■ TASK REQUIREMENTS:
How many lines in the data below contain the string "rows"? Answer with the number only.

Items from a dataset
##########
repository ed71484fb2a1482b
pub mod config;
pub mod errors;
pub mod utils;
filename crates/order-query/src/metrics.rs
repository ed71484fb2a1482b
use crate::state::AppState;
use axum::{
    extract::State,
    http::{StatusCode, header::CONTENT_TYPE},
    response::{IntoResponse, Response},
};
use prometheus_client::{
    encoding::text::encode,
    metrics::{counter::Counter, family::Family, histogram::Histogram},
    registry::Registry,
};
use prometheus_client_derive_encode::{EncodeLabelSet, EncodeLabelValue};
use std::sync::Arc;

const DURATION_BUCKETS: [f64; 11] = [
    0.005, 0.01, 0.025, 0.05, 0.1, 0.25, 0.5, 1.0, 2.5, 5.0, 10.0,
];

#[derive(Clone, Copy, Debug, Hash, PartialEq, Eq, EncodeLabelValue)]
pub enum Operation {
    OrderEntities,
    OrdersResolved,
    OrdersFetchJoin,
    OrderProjections,
}

#[derive(Clone, Copy, Debug, Hash, PartialEq, Eq, EncodeLabelValue)]
pub enum Status {
    Success,
    Error,
}

#[derive(Clone, Debug, Hash, PartialEq, Eq, EncodeLabelSet)]
pub struct Labels {
    pub operation: Operation,
    pub status: Status,
}

#[derive(Clone, Debug, Hash, PartialEq, Eq, EncodeLabelSet)]
pub struct OperationLabels {
    pub operation: Operation,
}

/// Per-operation request metrics of the order query service.
#[derive(Clone, Debug)]
pub struct Metrics {
    pub request_counter: Family<Labels, Counter>,
    pub request_duration: Family<Labels, Histogram>,
    pub round_trips: Family<OperationLabels, Counter>,
}

impl Default for Metrics {
    fn default() -> Self {
        Self::new()
    }
}

impl Metrics {
    pub fn new() -> Self {
        Self {
            request_counter: Family::default(),
            request_duration: Family::new_with_constructor(|| {
                Histogram::new(DURATION_BUCKETS.into_iter())
            }),
            round_trips: Family::default(),
        }
    }

    pub fn register(&self, registry: &mut Registry) {
        registry.register(
            "order_query_requests",
            "Order query requests by operation and outcome",
            self.request_counter.clone(),
        );
        registry.register(
            "order_query_duration_seconds",
            "Order query latency by operation and outcome",
            self.request_duration.clone(),
        );
        registry.register(
            "order_query_round_trips",
            "Storage queries issued by each operation",
            self.round_trips.clone(),
        );
    }

    pub fn record(&self, operation: Operation, status: Status, duration_secs: f64) {
        let labels = Labels { operation, status };
        self.request_counter.get_or_create(&labels).inc();
        self.request_duration
            .get_or_create(&labels)
            .observe(duration_secs);
    }

    pub fn record_round_trips(&self, operation: Operation, count: u64) {
        self.round_trips
            .get_or_create(&OperationLabels { operation })
            .inc_by(count);
    }

    pub fn round_trips_of(&self, operation: Operation) -> u64 {
        self.round_trips
            .get_or_create(&OperationLabels { operation })
            .get()
    }
}

pub async fn metrics_handler(State(state): State<Arc<AppState>>) -> Response {
    let mut buffer = String::new();

    let registry = state.registry.lock().await;

    if let Err(e) = encode(&mut buffer, &registry) {
        return (
            StatusCode::INTERNAL_SERVER_ERROR,
            format!("Failed to encode metrics: {e}"),
        )
            .into_response();
    }

    (
        StatusCode::OK,
        [(
            CONTENT_TYPE,
            "application/openmetrics-text; version=1.0.0; charset=utf-8",
        )],
        buffer,
    )
        .into_response()
}
use crate::{
    abstract_trait::order::repository::OrderQueryRepositoryTrait,
    domain::requests::OrderSearch,
    model::{Address, Delivery, DeliveryStatus, Member, Order, OrderRecord, OrderStatus},
};
use async_trait::async_trait;
use chrono::NaiveDateTime;
use shared::{config::ConnectionPool, errors::RepositoryError};
use sqlx::FromRow;
use tracing::{error, info};

#[derive(Clone)]
pub struct OrderQueryRepository {
    db: ConnectionPool,
}

impl OrderQueryRepository {
    pub fn new(db: ConnectionPool) -> Self {
        Self { db }
    }
}

#[derive(FromRow)]
struct OrderMemberDeliveryRow {
    order_id: i64,
    order_date: NaiveDateTime,
    #[sqlx(try_from = "String")]
    status: OrderStatus,
    member_id: i64,
    member_name: String,
    member_city: String,
    member_street: String,
    member_zipcode: String,
    delivery_id: i64,
    delivery_city: String,
    delivery_street: String,
    delivery_zipcode: String,
    #[sqlx(try_from = "String")]
    delivery_status: DeliveryStatus,
}

impl From<OrderMemberDeliveryRow> for Order {
    fn from(r: OrderMemberDeliveryRow) -> Self {
        Order {
            id: r.order_id,
            member: Member {
                id: r.member_id,
                name: r.member_name,
                address: Address::new(r.member_city, r.member_street, r.member_zipcode),
            },
            delivery: Delivery {
                id: r.delivery_id,
                address: Address::new(r.delivery_city, r.delivery_street, r.delivery_zipcode),
                status: r.delivery_status,
            },
            order_date: r.order_date,
            status: r.status,
        }
    }
}

#[async_trait]
impl OrderQueryRepositoryTrait for OrderQueryRepository {
    async fn find_all_by_search(
        &self,
        search: &OrderSearch,
    ) -> Result<Vec<OrderRecord>, RepositoryError> {
        info!("📦 Fetching orders with search {:?}", search);

        let mut conn = self.db.acquire().await.map_err(|e| {
            error!("❌ Failed to acquire DB connection: {:?}", e);
            RepositoryError::from(e)
        })?;

        let status = search.order_status.map(|s| s.as_str());
        let member_name = search.member_name_filter();

        let rows = sqlx::query_as::<_, OrderRecord>(
            r#"
        SELECT
            o.order_id,
            o.member_id,
            o.delivery_id,
            o.order_date,
            o.status
        FROM orders o
        JOIN member m ON m.member_id = o.member_id
        WHERE ($1::TEXT IS NULL OR o.status = $1)
          AND ($2::TEXT IS NULL OR m.name LIKE '%' || $2 || '%')
        "#,
        )
        .bind(status)
        .bind(member_name)
        .fetch_all(&mut *conn)
        .await
        .map_err(|e| {
            error!("❌ Failed to fetch orders: {:?}", e);
            RepositoryError::from(e)
        })?;

        Ok(rows)
    }

    async fn find_member_by_id(&self, id: i64) -> Result<Option<Member>, RepositoryError> {
        let mut conn = self.db.acquire().await.map_err(|e| {
            error!("❌ Failed to acquire DB connection: {:?}", e);
            RepositoryError::from(e)
        })?;

        let member = sqlx::query_as::<_, Member>(
            r#"
        SELECT member_id, name, city, street, zipcode
        FROM member
        WHERE member_id = $1
        "#,
        )
        .bind(id)
        .fetch_optional(&mut *conn)
        .await
        .map_err(|e| {
            error!("❌ Failed to fetch member {}: {:?}", id, e);
            RepositoryError::from(e)
        })?;

        Ok(member)
    }

    async fn find_delivery_by_id(&self, id: i64) -> Result<Option<Delivery>, RepositoryError> {
        let mut conn = self.db.acquire().await.map_err(|e| {
            error!("❌ Failed to acquire DB connection: {:?}", e);
            RepositoryError::from(e)
        })?;

        let delivery = sqlx::query_as::<_, Delivery>(
            r#"
        SELECT delivery_id, city, street, zipcode, status
        FROM delivery
        WHERE delivery_id = $1
        "#,
        )
        .bind(id)
        .fetch_optional(&mut *conn)
        .await
        .map_err(|e| {
            error!("❌ Failed to fetch delivery {}: {:?}", id, e);
            RepositoryError::from(e)
        })?;

        Ok(delivery)
    }

    async fn find_all_with_member_delivery(&self) -> Result<Vec<Order>, RepositoryError> {
        info!("📦 Fetching orders joined with member and delivery");

        let mut conn = self.db.acquire().await.map_err(|e| {
            error!("❌ Failed to acquire DB connection: {:?}", e);
            RepositoryError::from(e)
        })?;

        let rows = sqlx::query_as::<_, OrderMemberDeliveryRow>(
            r#"
        SELECT
            o.order_id,
            o.order_date,
            o.status,
            m.member_id,
            m.name AS member_name,
            m.city AS member_city,
            m.street AS member_street,
            m.zipcode AS member_zipcode,
            d.delivery_id,
            d.city AS delivery_city,
            d.street AS delivery_street,
            d.zipcode AS delivery_zipcode,
            d.status AS delivery_status
        FROM orders o
        JOIN member m ON m.member_id = o.member_id
        JOIN delivery d ON d.delivery_id = o.delivery_id
        "#,
        )
        .fetch_all(&mut *conn)
        .await
        .map_err(|e| {
            error!("❌ Failed to fetch orders with member and delivery: {:?}", e);
            RepositoryError::from(e)
        })?;

        Ok(rows.into_iter().map(Order::from).collect())
    }
}
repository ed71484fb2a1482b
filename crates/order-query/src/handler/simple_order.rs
use crate::{
    abstract_trait::order::service::DynOrderSimpleQueryService,
    domain::response::{OrderResponse, SimpleOrderResponse},
    state::AppState,
};
use axum::{
    Json,
    extract::Extension,
    http::StatusCode,
    response::IntoResponse,
    routing::get,
};
use shared::errors::{ErrorResponse, HttpError};
use std::sync::Arc;
use utoipa_axum::router::OpenApiRouter;

#[utoipa::path(
    get,
    path = "/api/v1/simple-orders",
    tag = "Simple-order",
    responses(
        (status = 200, description = "Orders with member and delivery", body = Vec<OrderResponse>),
        (status = 500, description = "Internal server error", body = ErrorResponse)
    )
)]
pub async fn get_simple_orders_v1(
    Extension(service): Extension<DynOrderSimpleQueryService>,
) -> Result<impl IntoResponse, HttpError> {
    let response = service.find_order_entities().await?;
    Ok((StatusCode::OK, Json(response)))
}

#[utoipa::path(
    get,
    path = "/api/v2/simple-orders",
    tag = "Simple-order",
    responses(
        (status = 200, description = "Simple orders, associations looked up per order", body = Vec<SimpleOrderResponse>),
        (status = 500, description = "Internal server error", body = ErrorResponse)
    )
)]
pub async fn get_simple_orders_v2(
    Extension(service): Extension<DynOrderSimpleQueryService>,
) -> Result<impl IntoResponse, HttpError> {
    let response = service.find_orders_resolved().await?;
    Ok((StatusCode::OK, Json(response)))
}

#[utoipa::path(
    get,
    path = "/api/v3/simple-orders",
    tag = "Simple-order",
    responses(
        (status = 200, description = "Simple orders loaded with one join query", body = Vec<SimpleOrderResponse>),
        (status = 500, description = "Internal server error", body = ErrorResponse)
    )
)]
pub async fn get_simple_orders_v3(
    Extension(service): Extension<DynOrderSimpleQueryService>,
) -> Result<impl IntoResponse, HttpError> {
    let response = service.find_orders_fetch_join().await?;
    Ok((StatusCode::OK, Json(response)))
}

#[utoipa::path(
    get,
    path = "/api/v4/simple-orders",
    tag = "Simple-order",
    responses(
        (status = 200, description = "Simple orders selected directly as views", body = Vec<SimpleOrderResponse>),
        (status = 500, description = "Internal server error", body = ErrorResponse)
    )
)]
pub async fn get_simple_orders_v4(
    Extension(service): Extension<DynOrderSimpleQueryService>,
) -> Result<impl IntoResponse, HttpError> {
    let response = service.find_order_projections().await?;
    Ok((StatusCode::OK, Json(response)))
}

pub fn simple_order_routes(app_state: Arc<AppState>) -> OpenApiRouter {
    OpenApiRouter::new()
        .route("/api/v1/simple-orders", get(get_simple_orders_v1))
        .route("/api/v2/simple-orders", get(get_simple_orders_v2))
        .route("/api/v3/simple-orders", get(get_simple_orders_v3))
        .route("/api/v4/simple-orders", get(get_simple_orders_v4))
        .layer(Extension(app_state.di_container.order_simple_query.clone()))
}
##########
■ SOLUTION:
4